Happy Thanksgiving! This is hands-down my favorite US holiday. It hasn't always been my favorite holiday -- when I was a kid, it ranked #5 after Christmas, Halloween, Easter, and Independence Day - so this is a relatively recent thing.

When I was growing up, Thanksgiving was relatively low-key at my house. Meaning: we didn't have huge numbers of family or friends over. It was usually just the four of us, sometimes with my maternal grandparents, or a special uncle and aunt. Mom would always cook the traditional turkey meal, sometimes along with low-country Carolina food - fresh fish and shrimp (which would be deep-fried Calabash-style) and roasted oysters (fresh from the beach, shells caked with salty mud -- Dad would have to spray them with the garden hose before Mom would let them in the house!) We'd take long walks on the farm, watch the Macy's Thanksgiving Day Parade and football (I was a Dallas Cowboys fan back then), and sometimes we'd get the shotguns out and do some target shooting. I was particularly adept with the .12 gauge, even though my shoulder would always be blue for two days afterward. :-)

Flashforward thirty-some years. I'm all grown up, and living five hundred miles away. I'd like to go "home" for Thanksgiving, but it doesn't make much sense, given the distance and given the proximity of this holiday to Christmas, when I'll make the trek anyway. For the past several years, I've cooked the Thanksgiving meal all by myself, and served anywhere from three to nine people. In terms of my cooking, last year was probably the best so far. The Indiana free-range turkey was perfectly roasted and the sides were all amazing. We spent the day eating, watching the National Dog Show, and playing Rock Band on the Wii. It was a very simple but totally cool day.

This year on a whim, I decided not to cook. Instead, we drove down to Story, Indiana - in Brown County - and had a late afternoon meal. We'd never been there before, so the trip in itself was an adventure (we saw dozens of deer grazing in the recently-harvested corn fields). The Story Inn - "inconveniently located since 1851" - is an institution in south central Indiana. For one thing, it's supposedly haunted by The Blue Lady. We didn't see her, but the iPhone's Ghost Radar was going crazy when we were dining in the Old Mill room.

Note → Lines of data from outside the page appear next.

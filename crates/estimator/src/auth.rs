//! HTTP Basic authentication for the prediction routes

use axum::{
    extract::{Request, State},
    http::{header, HeaderMap, StatusCode},
    middleware::Next,
    response::{IntoResponse, Response},
    Json,
};
use base64::{engine::general_purpose, Engine as _};
use sha2::{Digest, Sha256};
use std::collections::HashMap;
use std::sync::Arc;

/// Known users with SHA-256 digests of their passwords
#[derive(Debug, Clone, Default)]
pub struct Credentials {
    users: HashMap<String, [u8; 32]>,
}

impl Credentials {
    pub fn new<I, U, P>(pairs: I) -> Self
    where
        I: IntoIterator<Item = (U, P)>,
        U: Into<String>,
        P: AsRef<str>,
    {
        let users = pairs
            .into_iter()
            .map(|(user, password)| (user.into(), digest(password.as_ref())))
            .collect();
        Self { users }
    }

    /// Authentication is only enforced when at least one user is configured
    pub fn is_enabled(&self) -> bool {
        !self.users.is_empty()
    }

    pub fn len(&self) -> usize {
        self.users.len()
    }

    pub fn is_empty(&self) -> bool {
        self.users.is_empty()
    }

    pub fn verify(&self, user: &str, password: &str) -> bool {
        self.users
            .get(user)
            .map(|expected| *expected == digest(password))
            .unwrap_or(false)
    }

    /// Check the `Authorization: Basic ...` header
    pub fn verify_headers(&self, headers: &HeaderMap) -> bool {
        let Some((user, password)) = basic_credentials(headers) else {
            return false;
        };
        self.verify(&user, &password)
    }
}

fn digest(password: &str) -> [u8; 32] {
    let mut out = [0u8; 32];
    out.copy_from_slice(&Sha256::digest(password.as_bytes()));
    out
}

fn basic_credentials(headers: &HeaderMap) -> Option<(String, String)> {
    let value = headers.get(header::AUTHORIZATION)?.to_str().ok()?;
    let encoded = value.strip_prefix("Basic ")?;
    let decoded = general_purpose::STANDARD.decode(encoded.trim()).ok()?;
    let decoded = String::from_utf8(decoded).ok()?;
    let (user, password) = decoded.split_once(':')?;
    Some((user.to_string(), password.to_string()))
}

/// Middleware rejecting requests without valid credentials
pub async fn require_basic_auth(
    State(credentials): State<Arc<Credentials>>,
    request: Request,
    next: Next,
) -> Response {
    if !credentials.is_enabled() || credentials.verify_headers(request.headers()) {
        return next.run(request).await;
    }

    (
        StatusCode::UNAUTHORIZED,
        [(header::WWW_AUTHENTICATE, "Basic")],
        Json(serde_json::json!({ "detail": "Identifiants invalides" })),
    )
        .into_response()
}
//! Integration tests for the estimator API endpoints

use axum::{
    body::Body,
    http::{header, Request, StatusCode},
    Router,
};
use base64::{engine::general_purpose, Engine as _};
use estimator_lib::{
    artifacts::{BundleRegistry, ModelBundle, RegressionModel, Scaler},
    drift::{DriftConfig, DriftMonitor, RemoteConnector},
    health::{components, HealthRegistry},
    observability::ApiMetrics,
    predictor::Dispatcher,
    City, PropertyType,
};
use price_estimator::{
    api::{create_router, AppState},
    auth::Credentials,
};
use serde_json::{json, Value};
use std::sync::Arc;
use tempfile::TempDir;
use tower::ServiceExt;

const LINEAR: &str =
    r#"{"type": "LinearRegression", "coefficients": [0.5, 0.2, 0.1, 0.0], "intercept": 0.0}"#;
const FOREST: &str = r#"{"type": "RandomForestRegressor", "trees": [
    {"nodes": [
        {"kind": "split", "feature": 0, "threshold": 0.0, "left": 1, "right": 2},
        {"kind": "leaf", "value": 0.5},
        {"kind": "leaf", "value": 1.0}
    ]}
]}"#;

fn bundle(model: &str) -> ModelBundle {
    let model: RegressionModel = serde_json::from_str(model).unwrap();
    let input_scaler: Scaler = serde_json::from_value(json!({
        "type": "StandardScaler",
        "mean": [70.0, 3.0, 100.0, 1.0],
        "scale": [30.0, 1.0, 200.0, 2.0]
    }))
    .unwrap();
    let output_scaler: Scaler = serde_json::from_value(json!({
        "type": "StandardScaler",
        "mean": [3000.0],
        "scale": [500.0]
    }))
    .unwrap();
    ModelBundle::new(model, input_scaler, output_scaler).unwrap()
}

fn registry() -> BundleRegistry {
    let mut registry = BundleRegistry::new();
    for city in City::ALL {
        registry.insert(city, PropertyType::Appartement, bundle(LINEAR));
        registry.insert(city, PropertyType::Maison, bundle(FOREST));
    }
    registry
}

struct TestApp {
    router: Router,
    state: Arc<AppState>,
    _dir: TempDir,
}

async fn setup_test_app(credentials: Credentials) -> TestApp {
    let dir = TempDir::new().unwrap();
    let health_registry = HealthRegistry::new();
    health_registry.register(components::ARTIFACTS).await;
    health_registry.register(components::DRIFT_MONITOR).await;

    let metrics = ApiMetrics::new();
    let drift_monitor = Arc::new(
        DriftMonitor::new(
            DriftConfig {
                batch_size: 1,
                report_dir: dir.path().join("reports"),
                reference_path: dir.path().join("missing.csv"),
                project_id: "test-project".to_string(),
                drift_share: 0.5,
            },
            Arc::new(RemoteConnector::new("http://127.0.0.1:9")),
        )
        .with_health(health_registry.clone()),
    );

    let state = Arc::new(
        AppState::new(
            Dispatcher::new(Arc::new(registry())),
            drift_monitor,
            health_registry,
            metrics,
        )
        .with_credentials(credentials),
    );

    TestApp {
        router: create_router(state.clone()),
        state,
        _dir: dir,
    }
}

fn maison_payload() -> Value {
    json!({
        "surface_bati": 80,
        "nombre_pieces": 4,
        "type_local": "maison",
        "surface_terrain": 150,
        "nombre_lots": 1
    })
}

fn post(uri: &str, body: &Value) -> Request<Body> {
    Request::builder()
        .method("POST")
        .uri(uri)
        .header(header::CONTENT_TYPE, "application/json")
        .body(Body::from(body.to_string()))
        .unwrap()
}

async fn body_json(response: axum::response::Response) -> Value {
    let bytes = axum::body::to_bytes(response.into_body(), usize::MAX)
        .await
        .unwrap();
    serde_json::from_slice(&bytes).unwrap()
}

#[tokio::test]
async fn test_predict_lille_maison() {
    let app = setup_test_app(Credentials::default()).await;

    let response = app
        .router
        .oneshot(post("/predict/lille", &maison_payload()))
        .await
        .unwrap();

    assert_eq!(response.status(), StatusCode::OK);
    let body = body_json(response).await;
    let price = body["prix_m2_estime"].as_f64().unwrap();
    assert!(price.is_finite() && price > 0.0);
    assert_eq!(price, 3500.0);
    assert_eq!(body["ville_modele"], "Lille");
    assert_eq!(body["model"], "RandomForestRegressor");
}

#[tokio::test]
async fn test_predict_bordeaux_appartement() {
    let app = setup_test_app(Credentials::default()).await;
    let mut payload = maison_payload();
    payload["type_local"] = json!("Appartement");

    let response = app
        .router
        .oneshot(post("/predict/bordeaux", &payload))
        .await
        .unwrap();

    assert_eq!(response.status(), StatusCode::OK);
    let body = body_json(response).await;
    assert_eq!(body["ville_modele"], "Bordeaux");
    assert_eq!(body["model"], "LinearRegression");
    assert!(body["prix_m2_estime"].as_f64().unwrap() > 0.0);
}

#[tokio::test]
async fn test_generic_route_dispatches_by_city() {
    let app = setup_test_app(Credentials::default()).await;

    let response = app
        .router
        .oneshot(post(
            "/predict",
            &json!({ "ville": "Lille", "features": maison_payload() }),
        ))
        .await
        .unwrap();

    assert_eq!(response.status(), StatusCode::OK);
    assert_eq!(body_json(response).await["ville_modele"], "Lille");
}

#[tokio::test]
async fn test_unsupported_city_is_rejected() {
    let app = setup_test_app(Credentials::default()).await;

    let response = app
        .router
        .oneshot(post(
            "/predict",
            &json!({ "ville": "marseille", "features": maison_payload() }),
        ))
        .await
        .unwrap();

    assert!(response.status().is_client_error());
    let body = body_json(response).await;
    assert!(body["detail"]
        .as_str()
        .unwrap()
        .starts_with("Ville non prise en charge"));
}

#[tokio::test]
async fn test_unsupported_property_type_is_rejected() {
    let app = setup_test_app(Credentials::default()).await;
    let mut payload = maison_payload();
    payload["type_local"] = json!("chateau");

    let response = app
        .router
        .oneshot(post("/predict/lille", &payload))
        .await
        .unwrap();

    assert_eq!(response.status(), StatusCode::BAD_REQUEST);
    let body = body_json(response).await;
    assert!(body["detail"]
        .as_str()
        .unwrap()
        .starts_with("Type de logement non supporté"));
}

#[tokio::test]
async fn test_negative_surface_is_rejected() {
    let app = setup_test_app(Credentials::default()).await;
    let mut payload = maison_payload();
    payload["surface_bati"] = json!(-10.0);

    let response = app
        .router
        .oneshot(post("/predict/lille", &payload))
        .await
        .unwrap();

    assert_eq!(response.status(), StatusCode::BAD_REQUEST);
}

#[tokio::test]
async fn test_malformed_body_is_rejected() {
    let app = setup_test_app(Credentials::default()).await;

    let response = app
        .router
        .oneshot(post("/predict/lille", &json!({ "surface_bati": "large" })))
        .await
        .unwrap();

    assert!(response.status().is_client_error());
}

#[tokio::test]
async fn test_prediction_is_recorded_for_drift() {
    let app = setup_test_app(Credentials::default()).await;
    let monitor = app.state.drift_monitor.clone();

    let response = app
        .router
        .oneshot(post("/predict/lille", &maison_payload()))
        .await
        .unwrap();
    assert_eq!(response.status(), StatusCode::OK);

    // Recording happens on a tracked task
    app.state.drain_drift_tasks().await;
    assert_eq!(monitor.flush_count(), 1);
    assert_eq!(monitor.pending().await, 0);
}

#[tokio::test]
async fn test_shutdown_drain_keeps_last_rows() {
    let app = setup_test_app(Credentials::default()).await;
    let monitor = Arc::new(DriftMonitor::new(
        DriftConfig {
            batch_size: 10,
            ..app.state.drift_monitor.config().clone()
        },
        Arc::new(RemoteConnector::new("http://127.0.0.1:9")),
    ));
    let state = Arc::new(AppState {
        drift_monitor: monitor.clone(),
        ..(*app.state).clone()
    });
    let router = create_router(state.clone());

    for _ in 0..3 {
        let response = router
            .clone()
            .oneshot(post("/predict/lille", &maison_payload()))
            .await
            .unwrap();
        assert_eq!(response.status(), StatusCode::OK);
    }

    state.drain_drift_tasks().await;
    assert_eq!(monitor.pending().await, 3);
    assert_eq!(monitor.flush_count(), 0);

    monitor.flush_pending().await;
    assert_eq!(monitor.pending().await, 0);
    assert_eq!(monitor.flush_count(), 1);
}

#[tokio::test]
async fn test_auth_required_when_users_configured() {
    let app = setup_test_app(Credentials::new([("admin", "admin123")])).await;

    let response = app
        .router
        .clone()
        .oneshot(post("/predict/lille", &maison_payload()))
        .await
        .unwrap();
    assert_eq!(response.status(), StatusCode::UNAUTHORIZED);
    assert_eq!(
        response.headers().get(header::WWW_AUTHENTICATE).unwrap(),
        "Basic"
    );

    let mut wrong = post("/predict/lille", &maison_payload());
    wrong.headers_mut().insert(
        header::AUTHORIZATION,
        format!("Basic {}", general_purpose::STANDARD.encode("admin:nope"))
            .parse()
            .unwrap(),
    );
    let response = app.router.clone().oneshot(wrong).await.unwrap();
    assert_eq!(response.status(), StatusCode::UNAUTHORIZED);

    let mut valid = post("/predict/lille", &maison_payload());
    valid.headers_mut().insert(
        header::AUTHORIZATION,
        format!("Basic {}", general_purpose::STANDARD.encode("admin:admin123"))
            .parse()
            .unwrap(),
    );
    let response = app.router.oneshot(valid).await.unwrap();
    assert_eq!(response.status(), StatusCode::OK);
}

#[tokio::test]
async fn test_health_is_public() {
    let app = setup_test_app(Credentials::new([("admin", "admin123")])).await;

    let response = app
        .router
        .oneshot(
            Request::builder()
                .uri("/health")
                .body(Body::empty())
                .unwrap(),
        )
        .await
        .unwrap();

    assert_eq!(response.status(), StatusCode::OK);
    let body = body_json(response).await;
    assert_eq!(body["status"], "healthy");
    assert_eq!(body["components"][components::ARTIFACTS]["status"], "healthy");
}

#[tokio::test]
async fn test_readyz_follows_startup() {
    let app = setup_test_app(Credentials::default()).await;

    let response = app
        .router
        .clone()
        .oneshot(
            Request::builder()
                .uri("/readyz")
                .body(Body::empty())
                .unwrap(),
        )
        .await
        .unwrap();
    assert_eq!(response.status(), StatusCode::SERVICE_UNAVAILABLE);

    app.state.health_registry.set_ready(true).await;
    let response = app
        .router
        .oneshot(
            Request::builder()
                .uri("/readyz")
                .body(Body::empty())
                .unwrap(),
        )
        .await
        .unwrap();
    assert_eq!(response.status(), StatusCode::OK);
}

#[tokio::test]
async fn test_metrics_endpoint() {
    let app = setup_test_app(Credentials::default()).await;

    app.router
        .clone()
        .oneshot(post("/predict/lille", &maison_payload()))
        .await
        .unwrap();

    let response = app
        .router
        .oneshot(
            Request::builder()
                .uri("/metrics")
                .body(Body::empty())
                .unwrap(),
        )
        .await
        .unwrap();

    assert_eq!(response.status(), StatusCode::OK);
    let bytes = axum::body::to_bytes(response.into_body(), usize::MAX)
        .await
        .unwrap();
    let text = String::from_utf8(bytes.to_vec()).unwrap();
    assert!(text.contains("api_requests_total"));
    assert!(text.contains("predictions_total"));
}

The food was, um, not as great as my cooking, but pretty darn good. We started out with some fresh-out-of-the-oven sourdough bread and freshly made honey butter, followed by a cup of butternut squash soup topped with bacon. There were three entrees to choose from: 1) roasted Indiana turkey; 2) maple-glazed ham; or 3) prime rib. I got the turkey, Sandy got the ham, and her Mom got the prime rib. (Sandy won this round. Not that the turkey or prime rib were bad but the ham was AWESOME.) For sides, we got turkey stuffing, mashed golden potatoes and gravy, green beans, yams, and cranberry sauce. And then there was dessert. Again, we had a choice . . . and again we each chose something different between pumpkin pie, apple caramel pie, and pecan pie. AGAIN, Sandy chose the best - the apple caramel pie was to die for. We were so full, we practically needed someone to take us out in a wheelbarrow.

It was a good day . . . and another nice Thanksgiving. But it's not the food that makes it my favorite holiday. It's a combination of historical significance and the realization I have so much to be thankful for. I'm glad we have a Thanksgiving holiday. When you really think about it, we should be giving thanks everyday. Let's try it.